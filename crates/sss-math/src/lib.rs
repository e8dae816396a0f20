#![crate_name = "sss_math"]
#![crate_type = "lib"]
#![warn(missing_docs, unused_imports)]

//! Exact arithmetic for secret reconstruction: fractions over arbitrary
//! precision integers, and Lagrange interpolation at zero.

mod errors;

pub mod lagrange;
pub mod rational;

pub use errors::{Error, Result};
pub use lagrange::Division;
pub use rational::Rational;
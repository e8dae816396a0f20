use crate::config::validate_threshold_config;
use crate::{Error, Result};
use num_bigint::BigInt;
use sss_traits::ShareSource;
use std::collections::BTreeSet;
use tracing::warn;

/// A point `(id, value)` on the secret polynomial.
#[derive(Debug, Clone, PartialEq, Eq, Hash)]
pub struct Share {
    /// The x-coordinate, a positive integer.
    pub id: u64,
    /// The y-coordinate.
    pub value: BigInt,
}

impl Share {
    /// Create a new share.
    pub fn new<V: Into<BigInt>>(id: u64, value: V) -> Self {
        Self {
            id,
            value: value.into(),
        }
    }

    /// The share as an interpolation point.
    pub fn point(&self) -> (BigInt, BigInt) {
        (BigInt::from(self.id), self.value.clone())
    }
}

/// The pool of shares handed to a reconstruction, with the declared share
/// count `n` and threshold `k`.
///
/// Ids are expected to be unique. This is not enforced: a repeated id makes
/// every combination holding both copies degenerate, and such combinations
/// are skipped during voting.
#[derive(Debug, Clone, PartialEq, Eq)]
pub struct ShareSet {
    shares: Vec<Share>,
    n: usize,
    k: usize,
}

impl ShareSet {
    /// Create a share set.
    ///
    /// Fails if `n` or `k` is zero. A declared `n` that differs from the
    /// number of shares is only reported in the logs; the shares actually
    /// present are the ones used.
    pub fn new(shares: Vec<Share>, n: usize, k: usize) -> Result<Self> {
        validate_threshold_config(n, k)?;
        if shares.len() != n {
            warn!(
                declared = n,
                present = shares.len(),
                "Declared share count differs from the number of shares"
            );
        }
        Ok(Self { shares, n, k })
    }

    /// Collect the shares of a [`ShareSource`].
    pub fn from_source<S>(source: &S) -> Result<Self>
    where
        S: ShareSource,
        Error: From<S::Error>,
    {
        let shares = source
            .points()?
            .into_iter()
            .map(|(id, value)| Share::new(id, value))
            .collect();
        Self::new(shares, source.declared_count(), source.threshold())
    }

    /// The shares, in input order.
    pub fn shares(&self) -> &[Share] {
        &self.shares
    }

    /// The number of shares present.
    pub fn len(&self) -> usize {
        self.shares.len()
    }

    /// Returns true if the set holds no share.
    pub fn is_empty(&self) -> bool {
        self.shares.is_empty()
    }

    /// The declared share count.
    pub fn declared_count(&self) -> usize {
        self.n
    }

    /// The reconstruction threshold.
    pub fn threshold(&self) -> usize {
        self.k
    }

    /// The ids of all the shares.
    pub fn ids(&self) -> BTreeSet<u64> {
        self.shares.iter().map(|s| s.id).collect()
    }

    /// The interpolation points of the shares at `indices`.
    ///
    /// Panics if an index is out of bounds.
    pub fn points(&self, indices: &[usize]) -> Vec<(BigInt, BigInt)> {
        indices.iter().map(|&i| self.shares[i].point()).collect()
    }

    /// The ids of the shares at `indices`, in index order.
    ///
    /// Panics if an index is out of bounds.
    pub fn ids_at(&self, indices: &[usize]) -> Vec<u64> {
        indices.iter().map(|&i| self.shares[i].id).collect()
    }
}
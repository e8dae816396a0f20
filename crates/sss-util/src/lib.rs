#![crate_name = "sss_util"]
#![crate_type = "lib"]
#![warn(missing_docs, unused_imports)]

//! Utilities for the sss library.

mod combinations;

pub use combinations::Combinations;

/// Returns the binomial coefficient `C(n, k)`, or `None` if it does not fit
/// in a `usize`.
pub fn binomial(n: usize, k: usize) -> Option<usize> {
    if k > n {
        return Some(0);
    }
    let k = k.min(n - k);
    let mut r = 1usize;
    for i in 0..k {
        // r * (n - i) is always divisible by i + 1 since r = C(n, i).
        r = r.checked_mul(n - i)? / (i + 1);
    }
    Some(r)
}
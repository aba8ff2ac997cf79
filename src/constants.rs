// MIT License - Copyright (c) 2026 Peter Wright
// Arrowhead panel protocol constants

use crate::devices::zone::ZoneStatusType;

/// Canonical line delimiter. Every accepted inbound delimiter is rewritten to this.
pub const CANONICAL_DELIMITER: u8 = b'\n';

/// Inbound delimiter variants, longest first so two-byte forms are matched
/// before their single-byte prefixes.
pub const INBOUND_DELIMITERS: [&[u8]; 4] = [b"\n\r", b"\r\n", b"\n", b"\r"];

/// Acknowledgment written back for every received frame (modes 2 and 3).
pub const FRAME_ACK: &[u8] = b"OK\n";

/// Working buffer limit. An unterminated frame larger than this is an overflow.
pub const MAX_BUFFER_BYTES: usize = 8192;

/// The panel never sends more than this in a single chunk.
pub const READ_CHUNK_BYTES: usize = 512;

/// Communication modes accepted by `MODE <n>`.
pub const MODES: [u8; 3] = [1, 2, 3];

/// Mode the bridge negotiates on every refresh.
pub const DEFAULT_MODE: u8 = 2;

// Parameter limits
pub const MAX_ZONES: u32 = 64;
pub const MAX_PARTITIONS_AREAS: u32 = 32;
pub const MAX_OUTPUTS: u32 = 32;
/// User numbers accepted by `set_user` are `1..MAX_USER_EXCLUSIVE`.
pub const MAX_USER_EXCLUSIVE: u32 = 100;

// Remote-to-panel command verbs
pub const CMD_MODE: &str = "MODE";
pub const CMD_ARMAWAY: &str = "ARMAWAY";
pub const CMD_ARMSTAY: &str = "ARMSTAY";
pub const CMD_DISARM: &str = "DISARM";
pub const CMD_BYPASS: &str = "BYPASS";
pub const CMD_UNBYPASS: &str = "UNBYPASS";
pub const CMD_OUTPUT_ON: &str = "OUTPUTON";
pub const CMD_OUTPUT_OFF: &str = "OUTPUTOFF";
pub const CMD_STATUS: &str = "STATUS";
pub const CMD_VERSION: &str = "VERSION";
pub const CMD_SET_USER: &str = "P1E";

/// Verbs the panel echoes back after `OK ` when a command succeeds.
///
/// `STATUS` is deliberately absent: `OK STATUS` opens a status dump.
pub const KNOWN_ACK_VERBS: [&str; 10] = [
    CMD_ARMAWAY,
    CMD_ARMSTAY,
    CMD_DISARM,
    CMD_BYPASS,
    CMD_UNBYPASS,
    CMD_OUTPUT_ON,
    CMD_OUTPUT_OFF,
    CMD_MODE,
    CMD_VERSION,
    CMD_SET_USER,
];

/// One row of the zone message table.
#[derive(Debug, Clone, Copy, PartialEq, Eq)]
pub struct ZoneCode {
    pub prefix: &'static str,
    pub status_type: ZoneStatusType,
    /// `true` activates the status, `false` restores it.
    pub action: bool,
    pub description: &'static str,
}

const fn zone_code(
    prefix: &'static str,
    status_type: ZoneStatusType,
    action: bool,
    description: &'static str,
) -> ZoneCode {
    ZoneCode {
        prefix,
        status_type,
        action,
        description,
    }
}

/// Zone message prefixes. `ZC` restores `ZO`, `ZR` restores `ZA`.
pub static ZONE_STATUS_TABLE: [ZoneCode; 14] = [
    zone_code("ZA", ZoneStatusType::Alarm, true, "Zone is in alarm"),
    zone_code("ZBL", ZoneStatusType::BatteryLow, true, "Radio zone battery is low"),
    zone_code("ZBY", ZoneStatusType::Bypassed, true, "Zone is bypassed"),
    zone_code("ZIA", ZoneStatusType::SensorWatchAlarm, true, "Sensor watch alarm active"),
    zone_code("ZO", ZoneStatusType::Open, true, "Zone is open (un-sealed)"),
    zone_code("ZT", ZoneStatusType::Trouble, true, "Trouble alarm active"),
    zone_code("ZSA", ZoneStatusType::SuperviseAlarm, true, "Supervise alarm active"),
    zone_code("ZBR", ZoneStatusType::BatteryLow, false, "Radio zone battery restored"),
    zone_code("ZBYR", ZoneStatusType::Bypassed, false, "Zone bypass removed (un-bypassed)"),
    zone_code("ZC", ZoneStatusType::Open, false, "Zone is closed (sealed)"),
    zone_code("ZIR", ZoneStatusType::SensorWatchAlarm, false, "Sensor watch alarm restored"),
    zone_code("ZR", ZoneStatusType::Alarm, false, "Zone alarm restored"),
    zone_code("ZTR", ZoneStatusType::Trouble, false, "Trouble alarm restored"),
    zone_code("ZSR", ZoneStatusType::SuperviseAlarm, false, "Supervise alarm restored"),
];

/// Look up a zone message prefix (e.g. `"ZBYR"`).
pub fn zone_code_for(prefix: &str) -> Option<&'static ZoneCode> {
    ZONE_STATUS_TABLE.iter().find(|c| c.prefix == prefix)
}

==

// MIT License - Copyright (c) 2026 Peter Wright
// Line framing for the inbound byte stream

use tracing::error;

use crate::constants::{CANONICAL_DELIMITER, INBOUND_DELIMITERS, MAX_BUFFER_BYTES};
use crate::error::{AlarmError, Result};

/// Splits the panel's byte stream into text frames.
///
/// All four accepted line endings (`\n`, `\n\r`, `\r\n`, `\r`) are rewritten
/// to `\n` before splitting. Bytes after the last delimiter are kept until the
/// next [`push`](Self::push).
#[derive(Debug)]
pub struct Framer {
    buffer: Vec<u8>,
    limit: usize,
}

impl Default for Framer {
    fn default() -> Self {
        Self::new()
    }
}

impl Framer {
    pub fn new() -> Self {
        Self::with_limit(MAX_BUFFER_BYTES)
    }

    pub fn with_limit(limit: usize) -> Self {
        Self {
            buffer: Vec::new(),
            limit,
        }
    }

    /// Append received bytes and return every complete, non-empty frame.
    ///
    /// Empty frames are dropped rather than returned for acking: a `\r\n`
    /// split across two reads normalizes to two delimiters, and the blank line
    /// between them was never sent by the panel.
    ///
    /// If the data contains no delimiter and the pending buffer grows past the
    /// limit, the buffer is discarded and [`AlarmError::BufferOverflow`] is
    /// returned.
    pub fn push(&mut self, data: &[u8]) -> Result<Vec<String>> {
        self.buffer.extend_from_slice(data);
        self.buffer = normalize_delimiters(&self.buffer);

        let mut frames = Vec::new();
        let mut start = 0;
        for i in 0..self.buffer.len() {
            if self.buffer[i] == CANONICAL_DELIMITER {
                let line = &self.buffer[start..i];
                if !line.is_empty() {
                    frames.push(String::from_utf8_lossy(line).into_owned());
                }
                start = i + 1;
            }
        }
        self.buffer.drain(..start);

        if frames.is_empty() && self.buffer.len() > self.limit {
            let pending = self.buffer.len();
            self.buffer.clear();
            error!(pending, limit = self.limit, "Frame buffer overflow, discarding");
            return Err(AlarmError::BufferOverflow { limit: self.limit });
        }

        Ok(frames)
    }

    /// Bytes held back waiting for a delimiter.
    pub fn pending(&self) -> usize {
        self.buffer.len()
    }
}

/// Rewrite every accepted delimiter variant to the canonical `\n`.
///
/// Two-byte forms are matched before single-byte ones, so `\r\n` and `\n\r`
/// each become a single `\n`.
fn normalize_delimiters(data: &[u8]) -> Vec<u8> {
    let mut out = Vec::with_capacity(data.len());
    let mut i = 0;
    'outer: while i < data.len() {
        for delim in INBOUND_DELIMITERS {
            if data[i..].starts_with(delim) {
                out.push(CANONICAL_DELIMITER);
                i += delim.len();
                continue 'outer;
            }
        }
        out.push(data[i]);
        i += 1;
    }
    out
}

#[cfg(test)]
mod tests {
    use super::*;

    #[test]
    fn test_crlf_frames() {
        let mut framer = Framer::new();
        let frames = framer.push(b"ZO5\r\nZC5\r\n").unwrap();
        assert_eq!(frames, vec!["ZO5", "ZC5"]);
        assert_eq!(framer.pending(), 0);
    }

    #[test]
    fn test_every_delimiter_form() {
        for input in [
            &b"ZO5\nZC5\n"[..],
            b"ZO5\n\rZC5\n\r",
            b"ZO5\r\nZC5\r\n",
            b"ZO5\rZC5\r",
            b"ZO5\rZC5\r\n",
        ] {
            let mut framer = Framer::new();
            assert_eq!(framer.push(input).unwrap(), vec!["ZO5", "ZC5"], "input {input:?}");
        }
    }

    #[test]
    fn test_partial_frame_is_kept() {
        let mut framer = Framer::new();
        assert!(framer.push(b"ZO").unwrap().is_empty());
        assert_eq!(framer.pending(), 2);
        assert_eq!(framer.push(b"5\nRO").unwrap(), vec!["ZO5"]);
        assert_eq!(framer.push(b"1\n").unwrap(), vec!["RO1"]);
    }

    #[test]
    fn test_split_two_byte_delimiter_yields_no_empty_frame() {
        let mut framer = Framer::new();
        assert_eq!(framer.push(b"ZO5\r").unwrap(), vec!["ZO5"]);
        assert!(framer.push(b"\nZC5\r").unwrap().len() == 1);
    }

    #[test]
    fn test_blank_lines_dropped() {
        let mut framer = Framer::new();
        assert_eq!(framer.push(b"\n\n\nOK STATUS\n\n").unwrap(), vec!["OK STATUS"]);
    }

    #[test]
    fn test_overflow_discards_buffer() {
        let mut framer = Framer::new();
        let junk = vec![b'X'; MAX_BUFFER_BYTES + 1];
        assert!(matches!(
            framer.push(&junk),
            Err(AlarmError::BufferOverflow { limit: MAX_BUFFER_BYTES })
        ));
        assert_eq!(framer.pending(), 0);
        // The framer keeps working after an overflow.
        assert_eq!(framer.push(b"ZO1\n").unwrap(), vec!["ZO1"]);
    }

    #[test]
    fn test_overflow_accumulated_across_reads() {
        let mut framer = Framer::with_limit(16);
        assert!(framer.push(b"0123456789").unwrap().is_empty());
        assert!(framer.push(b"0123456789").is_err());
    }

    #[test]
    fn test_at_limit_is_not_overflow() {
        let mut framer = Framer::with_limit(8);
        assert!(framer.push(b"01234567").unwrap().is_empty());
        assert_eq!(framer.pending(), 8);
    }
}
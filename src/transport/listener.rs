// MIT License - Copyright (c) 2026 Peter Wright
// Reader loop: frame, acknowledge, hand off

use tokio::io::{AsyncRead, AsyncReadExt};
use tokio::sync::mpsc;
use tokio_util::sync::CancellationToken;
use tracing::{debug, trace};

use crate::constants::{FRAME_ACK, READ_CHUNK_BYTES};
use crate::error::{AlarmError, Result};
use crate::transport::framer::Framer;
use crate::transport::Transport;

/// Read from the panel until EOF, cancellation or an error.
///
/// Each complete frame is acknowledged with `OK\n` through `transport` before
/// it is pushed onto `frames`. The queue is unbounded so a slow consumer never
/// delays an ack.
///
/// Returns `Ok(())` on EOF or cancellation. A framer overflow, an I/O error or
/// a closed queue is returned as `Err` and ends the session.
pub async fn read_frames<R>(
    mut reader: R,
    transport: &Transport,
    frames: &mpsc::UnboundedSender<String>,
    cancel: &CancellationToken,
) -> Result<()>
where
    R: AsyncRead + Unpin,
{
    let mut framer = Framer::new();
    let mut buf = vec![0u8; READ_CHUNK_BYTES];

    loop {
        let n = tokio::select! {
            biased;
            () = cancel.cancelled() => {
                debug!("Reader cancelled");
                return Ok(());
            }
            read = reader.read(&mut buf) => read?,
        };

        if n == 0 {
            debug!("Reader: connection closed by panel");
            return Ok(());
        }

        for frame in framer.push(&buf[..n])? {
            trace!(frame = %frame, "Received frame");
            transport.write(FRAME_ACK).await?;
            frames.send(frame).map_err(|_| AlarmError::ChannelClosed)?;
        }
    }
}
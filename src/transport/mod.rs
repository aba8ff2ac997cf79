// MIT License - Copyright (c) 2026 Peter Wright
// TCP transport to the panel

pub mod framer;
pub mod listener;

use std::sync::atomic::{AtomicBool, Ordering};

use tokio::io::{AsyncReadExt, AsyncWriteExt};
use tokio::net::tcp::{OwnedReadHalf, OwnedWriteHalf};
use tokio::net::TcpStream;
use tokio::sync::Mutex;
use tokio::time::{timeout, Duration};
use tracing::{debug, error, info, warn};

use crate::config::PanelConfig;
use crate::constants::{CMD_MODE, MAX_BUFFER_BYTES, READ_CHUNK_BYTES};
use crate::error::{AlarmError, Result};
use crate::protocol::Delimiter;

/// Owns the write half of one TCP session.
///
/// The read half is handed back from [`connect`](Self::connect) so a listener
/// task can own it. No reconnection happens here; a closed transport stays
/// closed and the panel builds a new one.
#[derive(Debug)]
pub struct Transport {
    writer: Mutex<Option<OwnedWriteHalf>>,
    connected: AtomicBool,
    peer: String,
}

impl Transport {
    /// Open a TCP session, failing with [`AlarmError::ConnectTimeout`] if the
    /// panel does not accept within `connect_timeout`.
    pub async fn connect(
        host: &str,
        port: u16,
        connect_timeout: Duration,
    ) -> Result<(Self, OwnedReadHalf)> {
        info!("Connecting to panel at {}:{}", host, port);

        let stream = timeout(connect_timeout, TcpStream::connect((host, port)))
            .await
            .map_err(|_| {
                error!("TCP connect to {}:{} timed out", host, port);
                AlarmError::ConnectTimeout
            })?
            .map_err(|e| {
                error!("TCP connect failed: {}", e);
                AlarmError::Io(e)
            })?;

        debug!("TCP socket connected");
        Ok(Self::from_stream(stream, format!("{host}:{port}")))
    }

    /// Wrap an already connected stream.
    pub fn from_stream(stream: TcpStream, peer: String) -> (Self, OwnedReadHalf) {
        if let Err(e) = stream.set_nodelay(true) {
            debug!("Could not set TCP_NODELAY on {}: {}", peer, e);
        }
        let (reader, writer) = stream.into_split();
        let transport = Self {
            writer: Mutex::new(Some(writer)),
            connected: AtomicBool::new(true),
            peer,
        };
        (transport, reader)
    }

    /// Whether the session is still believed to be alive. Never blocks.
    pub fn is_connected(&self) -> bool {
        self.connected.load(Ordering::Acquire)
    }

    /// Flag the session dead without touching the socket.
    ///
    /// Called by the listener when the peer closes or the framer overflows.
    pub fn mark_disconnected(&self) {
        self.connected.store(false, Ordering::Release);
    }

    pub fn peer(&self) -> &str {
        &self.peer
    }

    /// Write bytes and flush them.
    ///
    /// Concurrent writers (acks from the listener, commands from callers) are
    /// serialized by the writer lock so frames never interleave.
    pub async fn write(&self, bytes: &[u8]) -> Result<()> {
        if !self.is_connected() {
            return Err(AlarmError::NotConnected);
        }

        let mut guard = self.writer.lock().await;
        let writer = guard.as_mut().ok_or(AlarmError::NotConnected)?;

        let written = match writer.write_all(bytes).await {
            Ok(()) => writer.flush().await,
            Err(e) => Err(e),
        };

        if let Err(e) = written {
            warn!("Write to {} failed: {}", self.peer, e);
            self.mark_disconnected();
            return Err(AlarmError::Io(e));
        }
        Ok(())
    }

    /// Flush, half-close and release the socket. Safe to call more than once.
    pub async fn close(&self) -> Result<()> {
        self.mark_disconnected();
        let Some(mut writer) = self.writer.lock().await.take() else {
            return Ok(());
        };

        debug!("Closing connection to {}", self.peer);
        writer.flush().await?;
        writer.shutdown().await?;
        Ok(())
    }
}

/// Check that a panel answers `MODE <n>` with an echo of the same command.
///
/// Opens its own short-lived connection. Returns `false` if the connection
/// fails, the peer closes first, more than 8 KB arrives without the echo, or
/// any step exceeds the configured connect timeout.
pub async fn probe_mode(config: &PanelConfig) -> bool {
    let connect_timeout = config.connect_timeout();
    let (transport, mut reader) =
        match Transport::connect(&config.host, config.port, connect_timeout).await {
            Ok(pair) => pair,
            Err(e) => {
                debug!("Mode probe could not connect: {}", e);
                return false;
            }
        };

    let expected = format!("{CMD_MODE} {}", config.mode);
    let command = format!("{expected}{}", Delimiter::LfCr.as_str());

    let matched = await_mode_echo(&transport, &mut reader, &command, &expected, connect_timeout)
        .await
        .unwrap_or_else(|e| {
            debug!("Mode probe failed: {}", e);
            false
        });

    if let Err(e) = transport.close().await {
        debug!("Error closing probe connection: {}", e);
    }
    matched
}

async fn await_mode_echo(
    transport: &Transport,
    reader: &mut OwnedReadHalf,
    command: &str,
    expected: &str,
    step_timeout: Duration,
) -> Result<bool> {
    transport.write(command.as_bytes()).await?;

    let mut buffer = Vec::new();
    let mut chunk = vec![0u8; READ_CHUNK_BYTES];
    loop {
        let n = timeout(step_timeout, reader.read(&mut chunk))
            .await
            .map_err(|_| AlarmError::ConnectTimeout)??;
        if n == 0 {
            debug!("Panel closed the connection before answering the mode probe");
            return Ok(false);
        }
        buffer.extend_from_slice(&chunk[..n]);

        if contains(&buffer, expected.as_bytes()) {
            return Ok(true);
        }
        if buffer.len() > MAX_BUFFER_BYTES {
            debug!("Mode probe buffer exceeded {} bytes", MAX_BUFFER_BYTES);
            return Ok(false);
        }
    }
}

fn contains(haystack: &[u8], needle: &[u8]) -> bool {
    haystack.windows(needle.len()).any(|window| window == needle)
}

* [TASK PROMPT]: Identify each line in the records above containing the word "Radio"; copy those lines.

* [ANSWER FOR THE TASK]:
    zone_code("ZBL", ZoneStatusType::BatteryLow, true, "Radio zone battery is low"),
    zone_code("ZBR", ZoneStatusType::BatteryLow, false, "Radio zone battery restored"),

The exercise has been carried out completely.